This gives us a matrix with six cells. There’s one row for formalised knowledge and one row for craft skills. There’s one column for “plain English” front versions, plus a second column for “specialist English” front versions and a third column for back versions.

When we plot various types of publication on this matrix, it gives some useful insights.

publication types

This diagram looks complicated, but it’s actually quite simple if we go through it step by step.

Plain English front versions

On the left, we have the “plain English” front versions.

Some of these are completely accessible to non-specialists (e.g. newspaper articles). Some are quite specialist and deal with abstract knowledge, but are still intended for the general educated reader (e.g. popular science magazines). Some are quite specialist and focus on craft skills (e.g. specialist hobby magazines).

Academic language front versions

In the middle, we have the front versions that are written in specialist language. Specialist language ranges from fairly accessible to practically incomprehensible to non-specialists. Textbooks are usually on the “fairly accessible” side, whereas journal and conference articles are usually on the “practically incomprehensible” side.

I’ve included tutorial articles in this column, at the area of overlap between craft skills and formalised knowledge. Tutorial articles are invaluable if you’re trying to learn a new method to use in your research. They are what they sound like, namely articles that give you a tutorial on how to use a particular method. Although tutorial articles are invaluable, most students and new researchers have never heard of them.
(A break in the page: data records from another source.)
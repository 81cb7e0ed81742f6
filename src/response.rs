//! [`StoredResponse`]: an in-memory capture of an upstream HTTP response
//! that can be replayed to many clients.

use std::collections::HashMap;

use bytes::Bytes;
use http::StatusCode;

use crate::error::HandlerError;

/// A case-insensitive, order-preserving multimap of header names to values.
///
/// Keys are normalized to lower case on write; the original case supplied
/// by the caller is preserved in a side table purely so it can be echoed
/// back verbatim on replay (most upstreams and clients do not care, but a
/// faithful reverse proxy should not silently rewrite casing).
#[derive(Debug, Clone, Default)]
pub struct HeaderMultimap {
    display_names: HashMap<String, String>,
    values: HashMap<String, Vec<String>>,
}

impl HeaderMultimap {
    /// Creates an empty header table.
    pub fn new() -> Self {
        Self::default()
    }

    /// Appends a value for `name`, preserving any existing values for the
    /// same (case-insensitive) name.
    pub fn append(&mut self, name: &str, value: impl Into<String>) {
        let key = name.to_ascii_lowercase();
        self.display_names.entry(key.clone()).or_insert_with(|| name.to_string());
        self.values.entry(key).or_default().push(value.into());
    }

    /// Returns the first value for `name`, matched case-insensitively.
    pub fn get(&self, name: &str) -> Option<&str> {
        self.values
            .get(&name.to_ascii_lowercase())
            .and_then(|vals| vals.first())
            .map(String::as_str)
    }

    /// Returns every value for `name`, matched case-insensitively.
    pub fn get_all(&self, name: &str) -> &[String] {
        self.values
            .get(&name.to_ascii_lowercase())
            .map(Vec::as_slice)
            .unwrap_or(&[])
    }

    /// Removes every value for `name`, matched case-insensitively.
    pub fn remove(&mut self, name: &str) {
        let key = name.to_ascii_lowercase();
        self.values.remove(&key);
        self.display_names.remove(&key);
    }

    /// Returns `true` iff at least one value is stored for `name`.
    pub fn contains(&self, name: &str) -> bool {
        self.values.contains_key(&name.to_ascii_lowercase())
    }

    /// Iterates over `(display_name, value)` pairs in an unspecified but
    /// stable order.
    pub fn iter(&self) -> impl Iterator<Item = (&str, &str)> {
        self.values.iter().flat_map(move |(key, vals)| {
            let display = self.display_names.get(key).map(String::as_str).unwrap_or(key);
            vals.iter().map(move |v| (display, v.as_str()))
        })
    }

    /// Number of distinct header names stored.
    pub fn len(&self) -> usize {
        self.values.len()
    }

    /// `true` iff no headers are stored.
    pub fn is_empty(&self) -> bool {
        self.values.is_empty()
    }
}

/// A target that response headers, status, and body can be written into.
///
/// Implemented by whatever sits at the edge of the process: the real
/// client connection, or a [`StoredResponse`] acting as the fill target for
/// a cache entry.
pub trait ResponseSink {
    /// Appends a response header. May be called multiple times for the
    /// same name to produce repeated headers.
    fn write_header(&mut self, name: &str, value: &str) -> Result<(), HandlerError>;
    /// Commits the status code. Callers write headers before the status and
    /// the status before the body, matching HTTP wire order.
    fn write_status(&mut self, status: StatusCode) -> Result<(), HandlerError>;
    /// Writes the full response body in one call.
    fn write_body(&mut self, body: Bytes) -> Result<(), HandlerError>;
}

/// An in-memory capture of an upstream HTTP response.
///
/// Created once by a cache fill (or by direct, uncached dispatch) and
/// thereafter immutable: [`StoredResponse::replay`] only reads `self`, so a
/// single instance can be shared behind an `Arc` and replayed concurrently
/// to any number of waiting callers.
#[derive(Debug, Clone, Default)]
pub struct StoredResponse {
    status_code: u16,
    status_text: String,
    headers: HeaderMultimap,
    body: Bytes,
}

impl StoredResponse {
    /// Creates an empty stored response (status `0`, no headers, no body)
    /// ready to be filled.
    pub fn new() -> Self {
        Self::default()
    }

    /// Builds a minimal stored response carrying just a status code, used
    /// for synthesizing error responses (e.g. the `500` written when a
    /// fill fails).
    pub fn with_status(code: StatusCode) -> Self {
        let mut response = Self::new();
        response.set_status(code);
        response
    }

    /// Sets the status code and derives the reason phrase from the
    /// standard HTTP status text table. Idempotent; the last call before
    /// publication wins.
    pub fn set_status(&mut self, code: StatusCode) {
        self.status_code = code.as_u16();
        self.status_text = code.canonical_reason().unwrap_or("").to_string();
    }

    /// Returns the stored status code.
    pub fn status_code(&self) -> u16 {
        self.status_code
    }

    /// Returns the stored reason phrase.
    pub fn status_text(&self) -> &str {
        &self.status_text
    }

    /// Appends a header, preserving the caller's casing for replay while
    /// matching case-insensitively on read.
    pub fn set_header(&mut self, name: &str, value: impl Into<String>) {
        self.headers.append(name, value);
    }

    /// Read-only access to the accumulated headers.
    pub fn headers(&self) -> &HeaderMultimap {
        &self.headers
    }

    /// Replaces the body outright. Calling this more than once discards
    /// the previous body; responses are not streamed in chunks.
    pub fn write_body(&mut self, body: Bytes) {
        self.body = body;
    }

    /// Read-only access to the body bytes.
    pub fn body(&self) -> &Bytes {
        &self.body
    }

    /// Replays this response into `sink`: headers, then status, then body
    /// if non-empty. Safe to call concurrently from multiple request
    /// handlers since it only reads `self`. Fails only if the sink itself
    /// fails; the caller logs and swallows such failures.
    pub fn replay(&self, sink: &mut dyn ResponseSink) -> Result<(), HandlerError> {
        for (name, value) in self.headers.iter() {
            sink.write_header(name, value)?;
        }
        let status = StatusCode::from_u16(self.status_code).unwrap_or(StatusCode::INTERNAL_SERVER_ERROR);
        sink.write_status(status)?;
        if !self.body.is_empty() {
            sink.write_body(self.body.clone())?;
        }
        Ok(())
    }
}

#[cfg(test)]
mod tests {
    use super::*;

    #[test]
    fn set_status_derives_reason_phrase() {
        let mut response = StoredResponse::new();
        response.set_status(StatusCode::NOT_FOUND);
        assert_eq!(response.status_code(), 404);
        assert_eq!(response.status_text(), "Not Found");
    }

    #[test]
    fn set_status_is_idempotent_last_writer_wins() {
        let mut response = StoredResponse::new();
        response.set_status(StatusCode::NOT_FOUND);
        response.set_status(StatusCode::OK);
        assert_eq!(response.status_code(), 200);
        assert_eq!(response.status_text(), "OK");
    }

    #[test]
    fn header_lookup_is_case_insensitive_write_case_preserved() {
        let mut response = StoredResponse::new();
        response.set_header("Content-Type", "text/plain");
        assert_eq!(response.headers().get("content-type"), Some("text/plain"));
        assert_eq!(response.headers().get("CONTENT-TYPE"), Some("text/plain"));
        let (display, _) = response.headers().iter().next().unwrap();
        assert_eq!(display, "Content-Type");
    }

    #[test]
    fn write_body_overwrites_not_appends() {
        let mut response = StoredResponse::new();
        response.write_body(Bytes::from_static(b"first"));
        response.write_body(Bytes::from_static(b"second"));
        assert_eq!(response.body(), &Bytes::from_static(b"second"));
    }

    struct RecordingSink {
        headers: Vec<(String, String)>,
        status: Option<StatusCode>,
        body: Option<Bytes>,
    }

    impl ResponseSink for RecordingSink {
        fn write_header(&mut self, name: &str, value: &str) -> Result<(), HandlerError> {
            self.headers.push((name.to_string(), value.to_string()));
            Ok(())
        }
        fn write_status(&mut self, status: StatusCode) -> Result<(), HandlerError> {
            self.status = Some(status);
            Ok(())
        }
        fn write_body(&mut self, body: Bytes) -> Result<(), HandlerError> {
            self.body = Some(body);
            Ok(())
        }
    }

    #[test]
    fn replay_writes_headers_then_status_then_body() {
        let mut response = StoredResponse::new();
        response.set_header("X-Test", "1");
        response.set_status(StatusCode::OK);
        response.write_body(Bytes::from_static(b"hello"));

        let mut sink = RecordingSink { headers: vec![], status: None, body: None };
        response.replay(&mut sink).unwrap();

        assert_eq!(sink.headers, vec![("X-Test".to_string(), "1".to_string())]);
        assert_eq!(sink.status, Some(StatusCode::OK));
        assert_eq!(sink.body, Some(Bytes::from_static(b"hello")));
    }

    #[test]
    fn replay_skips_empty_body() {
        let mut response = StoredResponse::new();
        response.set_status(StatusCode::NO_CONTENT);
        let mut sink = RecordingSink { headers: vec![], status: None, body: None };
        response.replay(&mut sink).unwrap();
        assert_eq!(sink.body, None);
    }

    #[test]
    fn clone_is_a_faithful_deep_copy() {
        let mut response = StoredResponse::new();
        response.set_status(StatusCode::OK);
        response.set_header("X-Test", "1");
        response.write_body(Bytes::from_static(b"hello"));

        let cloned = response.clone();
        assert_eq!(cloned.status_code(), response.status_code());
        assert_eq!(cloned.headers().get("x-test"), response.headers().get("x-test"));
        assert_eq!(cloned.body(), response.body());
    }
}
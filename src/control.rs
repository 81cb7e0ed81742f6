//! The control socket: a line-oriented side channel for cache invalidation
//! and log-level changes.

use std::sync::Arc;
use std::time::Duration;

use tokio::io::{AsyncBufReadExt, AsyncWriteExt, BufReader};
use tokio::net::{TcpListener, UnixListener};
use tracing::{debug, warn};

use crate::dispatcher::Dispatcher;
use crate::error::ListenerError;

/// Which transport the control socket listens on.
#[derive(Debug, Clone, Copy, PartialEq, Eq)]
pub enum ControlNetwork {
    /// A Unix domain socket at a filesystem path.
    Unix,
    /// A TCP socket.
    Tcp,
}

/// Initial accept-retry backoff; doubled on each consecutive failure up to
/// [`MAX_ACCEPT_BACKOFF`].
const INITIAL_ACCEPT_BACKOFF: Duration = Duration::from_millis(10);
/// Ceiling on the accept-retry backoff, so a persistently broken listener
/// still retries at a bounded rate instead of busy-looping.
const MAX_ACCEPT_BACKOFF: Duration = Duration::from_secs(1);

/// Runs the control socket's accept loop until the process shuts down.
///
/// On `network = Unix`, a stale socket file at `bind` is removed before
/// binding, matching the expectation that the process owns its own socket
/// path across restarts.
pub async fn serve(
    network: ControlNetwork,
    bind: &str,
    dispatcher: Arc<Dispatcher>,
) -> Result<(), ListenerError> {
    match network {
        ControlNetwork::Unix => serve_unix(bind, dispatcher).await,
        ControlNetwork::Tcp => serve_tcp(bind, dispatcher).await,
    }
}

async fn serve_unix(bind: &str, dispatcher: Arc<Dispatcher>) -> Result<(), ListenerError> {
    if std::path::Path::new(bind).exists() {
        let _ = std::fs::remove_file(bind);
    }
    let listener = UnixListener::bind(bind).map_err(|source| ListenerError::ControlBind {
        addr: bind.to_string(),
        source,
    })?;

    let mut backoff = INITIAL_ACCEPT_BACKOFF;
    loop {
        match listener.accept().await {
            Ok((stream, _addr)) => {
                backoff = INITIAL_ACCEPT_BACKOFF;
                let dispatcher = Arc::clone(&dispatcher);
                tokio::spawn(async move { handle_connection(stream, dispatcher).await });
            }
            Err(err) => {
                warn!(error = %err, "control socket accept failed, backing off");
                tokio::time::sleep(backoff).await;
                backoff = (backoff * 2).min(MAX_ACCEPT_BACKOFF);
            }
        }
    }
}

async fn serve_tcp(bind: &str, dispatcher: Arc<Dispatcher>) -> Result<(), ListenerError> {
    let listener = TcpListener::bind(bind).await.map_err(|source| ListenerError::ControlBind {
        addr: bind.to_string(),
        source,
    })?;

    let mut backoff = INITIAL_ACCEPT_BACKOFF;
    loop {
        match listener.accept().await {
            Ok((stream, _addr)) => {
                backoff = INITIAL_ACCEPT_BACKOFF;
                let dispatcher = Arc::clone(&dispatcher);
                tokio::spawn(async move { handle_connection(stream, dispatcher).await });
            }
            Err(err) => {
                warn!(error = %err, "control socket accept failed, backing off");
                tokio::time::sleep(backoff).await;
                backoff = (backoff * 2).min(MAX_ACCEPT_BACKOFF);
            }
        }
    }
}

/// Serves one persistent connection: read a line, execute it, write exactly
/// one reply, repeat until the peer closes the connection. No concurrent
/// commands are ever in flight on the same connection.
async fn handle_connection<S>(stream: S, dispatcher: Arc<Dispatcher>)
where
    S: tokio::io::AsyncRead + tokio::io::AsyncWrite + Unpin,
{
    let (reader, mut writer) = tokio::io::split(stream);
    let mut lines = BufReader::new(reader).lines();

    loop {
        let line = match lines.next_line().await {
            Ok(Some(line)) => line,
            Ok(None) => return,
            Err(err) => {
                debug!(error = %err, "control connection read error");
                return;
            }
        };

        let reply = dispatcher.handle_control_command(&line).await;
        if writer.write_all(reply.as_bytes()).await.is_err() {
            return;
        }
        if writer.write_all(b"\n").await.is_err() {
            return;
        }
    }
}

#[cfg(test)]
mod tests {
    use super::*;
    use crate::fetcher::Fetcher;
    use crate::logging::LevelHandle;
    use async_trait::async_trait;
    use bytes::Bytes;
    use http::{HeaderMap, Method, StatusCode};

    struct StubFetcher;

    #[async_trait]
    impl Fetcher for StubFetcher {
        async fn fetch(
            &self,
            _method: Method,
            _url: &str,
            _headers: HeaderMap,
            _body: Bytes,
        ) -> Result<(StatusCode, HeaderMap, Bytes), crate::error::FetchError> {
            Ok((StatusCode::OK, HeaderMap::new(), Bytes::new()))
        }
    }

    #[tokio::test]
    async fn unrecognized_command_replies_with_invalid_command() {
        let dispatcher =
            Arc::new(Dispatcher::new(Arc::new(StubFetcher), vec![], LevelHandle::for_testing()));

        let (client, server) = tokio::io::duplex(1024);
        tokio::spawn(handle_connection(server, dispatcher));

        let (reader, mut writer) = tokio::io::split(client);
        let mut lines = BufReader::new(reader).lines();

        writer.write_all(b"bogus\n").await.unwrap();
        let reply = lines.next_line().await.unwrap().unwrap();
        assert_eq!(reply, "invalid command");
    }

    #[tokio::test]
    async fn log_level_command_replies_ok() {
        let dispatcher =
            Arc::new(Dispatcher::new(Arc::new(StubFetcher), vec![], LevelHandle::for_testing()));

        let (client, server) = tokio::io::duplex(1024);
        tokio::spawn(handle_connection(server, dispatcher));

        let (reader, mut writer) = tokio::io::split(client);
        let mut lines = BufReader::new(reader).lines();

        writer.write_all(b"log_level debug\n").await.unwrap();
        let reply = lines.next_line().await.unwrap().unwrap();
        assert_eq!(reply, "OK");
    }

    #[tokio::test]
    async fn connection_serves_multiple_commands_sequentially() {
        let dispatcher =
            Arc::new(Dispatcher::new(Arc::new(StubFetcher), vec![], LevelHandle::for_testing()));

        let (client, server) = tokio::io::duplex(1024);
        tokio::spawn(handle_connection(server, dispatcher));

        let (reader, mut writer) = tokio::io::split(client);
        let mut lines = BufReader::new(reader).lines();

        writer.write_all(b"bogus\n").await.unwrap();
        assert_eq!(lines.next_line().await.unwrap().unwrap(), "invalid command");

        writer.write_all(b"drop\n").await.unwrap();
        assert_eq!(lines.next_line().await.unwrap().unwrap(), "invalid arguments");
    }
}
I’ve also included specialist monographs in this column. These are similar to journal articles in that they’re intended for a readership of specialist researchers, but different from journal articles in that they’re a single publication. Usually, but not always, they’re a book. (For brevity, I won’t go into detail about the fine points of this.) Some are classic texts that every specialist in the relevant field will know well, and probably own; others will only ever be read by a handful of people (but might still be classic texts to that handful of people).

Academic language back versions

I’ve treated this column differently from the other two. The types of publication I’ve cited are publications about the back version of research, rather than publications that are the back version of research. I’ve done this because most readers of this article will find those publications more useful and/or thought provoking than the others. (If you’re wondering about what would count as publications that are the back version of research, then examples include original field notes and personal notebooks, which are often legally required to be kept confidential.)

There’s been a quiet growth over recent decades in research into how research is actually conducted. The sociology of science and the history of science are both well-established research fields, and are usually involved in heated debates about assorted topics. Some of these debates are about highly formalised meta-knowledge; examples range from postmodernism to the debate between frequentist and probabilist models in statistics. Others go deep into the craft skills level, such as debates about the role of local interpreters and guides in what anthropologists get to hear from local people.

If you’re considering a career in research, or you’re a new researcher, it’s well worth dipping into these literatures; they give a useful grounding in the realities on which research is based, and on the questions that arise from those realities.

Concluding thoughts

Returning to the question at the beginning of this article, if you’re looking for references on a topic, then the answer to a “what would you recommend?” question is: “It depends”.

That might sound unhelpful, but it’s actually helping the person asking the question to refine their understanding, and to plan their reading more efficiently.

For instance, if you’re completely new to the concept of Likert scales, then the best place to start will be at the left of the diagram above, with plain English versions. The advice that I usually give students in this situation is to find a textbook that has a writing style they’re comfortable with, and that has a chapter on the topic. The reasoning behind this is that textbooks are usually a fairly trustworthy source for an overview, and that a chapter will usually be short and simple enough to be easily understandable; an entire textbook on Likert scales will probably drown the average reader in detail.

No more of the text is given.